* _Work instructions_
From the records below, copy out exactly the lines from the one containing "use chrono::Utc;" to the one containing "not supply one.", both included. Add nothing else.

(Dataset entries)
──────────

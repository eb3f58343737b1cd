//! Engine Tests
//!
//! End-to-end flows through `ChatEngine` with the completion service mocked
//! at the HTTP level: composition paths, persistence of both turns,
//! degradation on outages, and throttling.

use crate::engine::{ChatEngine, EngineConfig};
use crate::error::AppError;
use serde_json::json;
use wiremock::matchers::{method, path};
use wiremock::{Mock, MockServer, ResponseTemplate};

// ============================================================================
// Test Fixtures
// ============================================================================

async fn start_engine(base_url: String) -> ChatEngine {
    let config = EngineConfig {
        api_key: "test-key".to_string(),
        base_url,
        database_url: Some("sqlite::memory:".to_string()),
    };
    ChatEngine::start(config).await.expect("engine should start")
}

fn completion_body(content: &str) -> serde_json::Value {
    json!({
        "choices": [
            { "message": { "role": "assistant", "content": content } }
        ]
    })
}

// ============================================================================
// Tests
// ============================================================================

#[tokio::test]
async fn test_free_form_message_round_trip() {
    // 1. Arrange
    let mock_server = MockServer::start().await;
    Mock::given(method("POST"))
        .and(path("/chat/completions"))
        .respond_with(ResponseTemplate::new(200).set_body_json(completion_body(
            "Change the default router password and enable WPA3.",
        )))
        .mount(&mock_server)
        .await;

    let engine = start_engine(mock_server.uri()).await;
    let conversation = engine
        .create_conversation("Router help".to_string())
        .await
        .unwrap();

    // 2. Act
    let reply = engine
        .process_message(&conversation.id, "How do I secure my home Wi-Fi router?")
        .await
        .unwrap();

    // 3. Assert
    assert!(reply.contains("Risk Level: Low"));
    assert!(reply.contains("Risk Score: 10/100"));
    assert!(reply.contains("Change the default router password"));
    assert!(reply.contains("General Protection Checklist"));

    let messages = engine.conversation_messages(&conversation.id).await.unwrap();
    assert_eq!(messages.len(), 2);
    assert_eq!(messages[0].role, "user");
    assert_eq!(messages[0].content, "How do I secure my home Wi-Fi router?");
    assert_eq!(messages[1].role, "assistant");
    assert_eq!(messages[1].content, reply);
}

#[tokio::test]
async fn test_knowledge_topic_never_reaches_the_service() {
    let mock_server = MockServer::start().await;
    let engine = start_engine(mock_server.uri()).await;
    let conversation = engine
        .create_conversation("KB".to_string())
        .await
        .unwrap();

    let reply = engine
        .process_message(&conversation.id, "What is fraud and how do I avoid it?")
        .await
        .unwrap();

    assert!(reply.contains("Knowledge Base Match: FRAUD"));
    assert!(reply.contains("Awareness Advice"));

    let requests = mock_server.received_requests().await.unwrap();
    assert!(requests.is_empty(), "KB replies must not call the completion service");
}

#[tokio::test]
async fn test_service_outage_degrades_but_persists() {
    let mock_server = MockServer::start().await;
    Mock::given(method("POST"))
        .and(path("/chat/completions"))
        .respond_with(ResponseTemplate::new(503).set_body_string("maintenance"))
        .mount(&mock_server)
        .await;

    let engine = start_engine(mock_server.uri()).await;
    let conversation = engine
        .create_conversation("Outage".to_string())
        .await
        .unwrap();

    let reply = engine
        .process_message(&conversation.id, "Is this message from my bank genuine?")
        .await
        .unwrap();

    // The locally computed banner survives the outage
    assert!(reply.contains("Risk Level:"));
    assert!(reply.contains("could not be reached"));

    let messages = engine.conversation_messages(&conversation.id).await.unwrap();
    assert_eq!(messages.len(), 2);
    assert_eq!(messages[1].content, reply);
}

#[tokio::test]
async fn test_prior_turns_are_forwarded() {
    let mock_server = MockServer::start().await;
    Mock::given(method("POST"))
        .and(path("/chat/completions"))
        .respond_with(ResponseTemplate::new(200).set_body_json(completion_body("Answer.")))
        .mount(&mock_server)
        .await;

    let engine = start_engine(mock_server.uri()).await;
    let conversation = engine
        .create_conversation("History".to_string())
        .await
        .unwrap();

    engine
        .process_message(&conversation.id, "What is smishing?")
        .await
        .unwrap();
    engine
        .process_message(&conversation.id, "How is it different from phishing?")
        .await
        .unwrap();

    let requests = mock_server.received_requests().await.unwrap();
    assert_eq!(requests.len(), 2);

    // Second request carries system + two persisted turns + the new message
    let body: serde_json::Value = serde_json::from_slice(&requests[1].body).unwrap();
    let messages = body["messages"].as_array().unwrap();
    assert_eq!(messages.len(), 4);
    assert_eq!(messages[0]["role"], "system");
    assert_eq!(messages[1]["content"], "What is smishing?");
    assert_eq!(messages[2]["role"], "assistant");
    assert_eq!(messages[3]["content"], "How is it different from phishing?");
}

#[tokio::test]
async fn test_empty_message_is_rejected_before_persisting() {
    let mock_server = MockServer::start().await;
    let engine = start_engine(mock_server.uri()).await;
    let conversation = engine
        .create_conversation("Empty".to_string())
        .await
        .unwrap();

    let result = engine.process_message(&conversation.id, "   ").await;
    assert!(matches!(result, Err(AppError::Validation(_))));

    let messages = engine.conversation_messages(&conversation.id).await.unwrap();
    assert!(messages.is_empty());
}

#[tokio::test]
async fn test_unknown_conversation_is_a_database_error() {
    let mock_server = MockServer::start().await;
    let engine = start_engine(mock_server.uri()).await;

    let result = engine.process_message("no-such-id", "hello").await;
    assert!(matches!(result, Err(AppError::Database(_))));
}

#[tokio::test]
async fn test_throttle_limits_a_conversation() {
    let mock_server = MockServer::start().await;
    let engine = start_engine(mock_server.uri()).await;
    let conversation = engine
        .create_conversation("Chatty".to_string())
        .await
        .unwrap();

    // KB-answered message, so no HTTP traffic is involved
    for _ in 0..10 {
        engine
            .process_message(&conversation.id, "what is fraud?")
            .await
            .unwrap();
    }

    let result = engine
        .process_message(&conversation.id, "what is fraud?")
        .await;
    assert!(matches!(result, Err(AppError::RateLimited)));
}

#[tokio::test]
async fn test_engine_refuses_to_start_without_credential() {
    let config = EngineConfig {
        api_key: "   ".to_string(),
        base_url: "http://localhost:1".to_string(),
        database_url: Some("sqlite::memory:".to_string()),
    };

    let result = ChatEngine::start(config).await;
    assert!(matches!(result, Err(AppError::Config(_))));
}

──────────

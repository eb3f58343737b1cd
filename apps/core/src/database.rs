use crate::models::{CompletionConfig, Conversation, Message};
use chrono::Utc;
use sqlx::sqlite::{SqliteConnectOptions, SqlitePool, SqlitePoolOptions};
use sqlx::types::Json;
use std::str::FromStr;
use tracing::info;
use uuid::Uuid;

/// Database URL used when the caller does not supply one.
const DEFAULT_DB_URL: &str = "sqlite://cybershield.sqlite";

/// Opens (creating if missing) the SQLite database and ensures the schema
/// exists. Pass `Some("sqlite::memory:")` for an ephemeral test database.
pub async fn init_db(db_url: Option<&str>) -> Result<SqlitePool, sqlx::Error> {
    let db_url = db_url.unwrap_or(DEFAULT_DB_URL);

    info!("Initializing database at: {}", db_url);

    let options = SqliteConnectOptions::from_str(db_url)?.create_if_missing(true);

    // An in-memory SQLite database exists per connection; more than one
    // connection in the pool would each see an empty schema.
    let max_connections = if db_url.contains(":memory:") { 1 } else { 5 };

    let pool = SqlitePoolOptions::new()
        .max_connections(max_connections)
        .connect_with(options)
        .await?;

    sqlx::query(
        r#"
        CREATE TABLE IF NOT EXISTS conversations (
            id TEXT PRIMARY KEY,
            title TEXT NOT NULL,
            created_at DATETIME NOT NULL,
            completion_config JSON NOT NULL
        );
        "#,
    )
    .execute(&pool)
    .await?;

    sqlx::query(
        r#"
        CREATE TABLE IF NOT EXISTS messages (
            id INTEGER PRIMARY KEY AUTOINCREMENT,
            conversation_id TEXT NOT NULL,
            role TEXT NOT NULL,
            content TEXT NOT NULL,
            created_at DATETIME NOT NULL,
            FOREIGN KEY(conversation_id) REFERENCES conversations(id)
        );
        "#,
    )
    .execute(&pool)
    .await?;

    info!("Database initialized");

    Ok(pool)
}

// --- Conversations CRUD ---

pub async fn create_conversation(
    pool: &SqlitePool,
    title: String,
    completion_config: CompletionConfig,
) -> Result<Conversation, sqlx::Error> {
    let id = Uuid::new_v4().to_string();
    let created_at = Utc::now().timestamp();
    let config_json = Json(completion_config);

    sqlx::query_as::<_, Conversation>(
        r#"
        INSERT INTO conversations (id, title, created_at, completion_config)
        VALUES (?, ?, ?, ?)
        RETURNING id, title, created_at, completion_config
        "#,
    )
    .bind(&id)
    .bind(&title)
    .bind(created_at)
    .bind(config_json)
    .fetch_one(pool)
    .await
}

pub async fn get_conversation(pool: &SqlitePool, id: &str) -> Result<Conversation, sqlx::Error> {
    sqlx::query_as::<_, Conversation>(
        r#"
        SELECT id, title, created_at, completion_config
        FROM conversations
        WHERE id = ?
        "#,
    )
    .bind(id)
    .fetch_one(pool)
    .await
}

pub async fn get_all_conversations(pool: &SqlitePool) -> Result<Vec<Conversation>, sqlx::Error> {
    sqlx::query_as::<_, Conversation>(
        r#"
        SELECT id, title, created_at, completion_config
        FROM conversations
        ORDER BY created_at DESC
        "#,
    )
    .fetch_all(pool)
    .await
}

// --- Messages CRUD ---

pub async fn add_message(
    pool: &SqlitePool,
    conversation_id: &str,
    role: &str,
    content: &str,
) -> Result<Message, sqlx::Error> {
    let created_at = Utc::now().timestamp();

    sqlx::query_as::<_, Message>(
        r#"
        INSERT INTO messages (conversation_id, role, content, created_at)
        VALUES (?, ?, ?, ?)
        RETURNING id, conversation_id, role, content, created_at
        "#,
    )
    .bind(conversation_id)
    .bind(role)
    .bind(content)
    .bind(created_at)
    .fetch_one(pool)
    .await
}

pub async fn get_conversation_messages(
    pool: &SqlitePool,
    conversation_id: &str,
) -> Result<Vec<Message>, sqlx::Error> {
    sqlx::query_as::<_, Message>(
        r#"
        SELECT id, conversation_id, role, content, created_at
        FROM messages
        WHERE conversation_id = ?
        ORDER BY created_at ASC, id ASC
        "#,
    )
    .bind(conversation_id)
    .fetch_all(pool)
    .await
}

──────────

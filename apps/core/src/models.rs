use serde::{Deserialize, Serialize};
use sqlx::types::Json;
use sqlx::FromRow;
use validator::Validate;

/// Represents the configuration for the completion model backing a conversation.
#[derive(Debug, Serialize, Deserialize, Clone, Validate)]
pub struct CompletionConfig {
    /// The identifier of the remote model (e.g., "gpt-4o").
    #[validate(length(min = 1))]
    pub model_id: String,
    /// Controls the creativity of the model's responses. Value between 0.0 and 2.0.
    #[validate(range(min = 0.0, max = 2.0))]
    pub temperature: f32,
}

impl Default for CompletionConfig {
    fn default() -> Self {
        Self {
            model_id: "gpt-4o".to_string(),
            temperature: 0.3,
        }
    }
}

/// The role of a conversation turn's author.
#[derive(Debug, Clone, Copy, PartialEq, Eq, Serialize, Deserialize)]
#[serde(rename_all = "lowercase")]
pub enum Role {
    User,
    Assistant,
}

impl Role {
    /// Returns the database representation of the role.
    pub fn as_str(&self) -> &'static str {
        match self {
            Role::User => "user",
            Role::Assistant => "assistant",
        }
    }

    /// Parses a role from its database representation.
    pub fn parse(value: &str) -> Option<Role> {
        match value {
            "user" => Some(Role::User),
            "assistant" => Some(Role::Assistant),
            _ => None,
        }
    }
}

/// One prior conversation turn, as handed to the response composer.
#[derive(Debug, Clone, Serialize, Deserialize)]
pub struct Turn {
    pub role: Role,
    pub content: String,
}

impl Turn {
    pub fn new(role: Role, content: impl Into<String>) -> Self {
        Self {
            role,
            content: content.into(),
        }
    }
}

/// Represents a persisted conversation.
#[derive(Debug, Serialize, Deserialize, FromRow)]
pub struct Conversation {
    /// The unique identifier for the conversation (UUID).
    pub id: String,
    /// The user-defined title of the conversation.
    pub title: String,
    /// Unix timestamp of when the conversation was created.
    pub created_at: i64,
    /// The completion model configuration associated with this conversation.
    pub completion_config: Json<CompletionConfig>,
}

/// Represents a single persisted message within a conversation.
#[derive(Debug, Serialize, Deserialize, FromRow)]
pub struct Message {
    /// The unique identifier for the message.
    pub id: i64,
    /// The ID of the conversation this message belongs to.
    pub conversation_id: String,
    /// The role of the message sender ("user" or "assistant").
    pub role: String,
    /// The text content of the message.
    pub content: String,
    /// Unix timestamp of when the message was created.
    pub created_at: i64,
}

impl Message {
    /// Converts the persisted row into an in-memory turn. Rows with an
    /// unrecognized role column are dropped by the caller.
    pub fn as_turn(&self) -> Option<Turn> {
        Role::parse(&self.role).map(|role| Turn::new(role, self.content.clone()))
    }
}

──────────

* _Task output_
use chrono::Utc;
use sqlx::sqlite::{SqliteConnectOptions, SqlitePool, SqlitePoolOptions};
use sqlx::types::Json;
use std::str::FromStr;
use tracing::info;
use uuid::Uuid;

/// Database URL used when the caller does not supply one.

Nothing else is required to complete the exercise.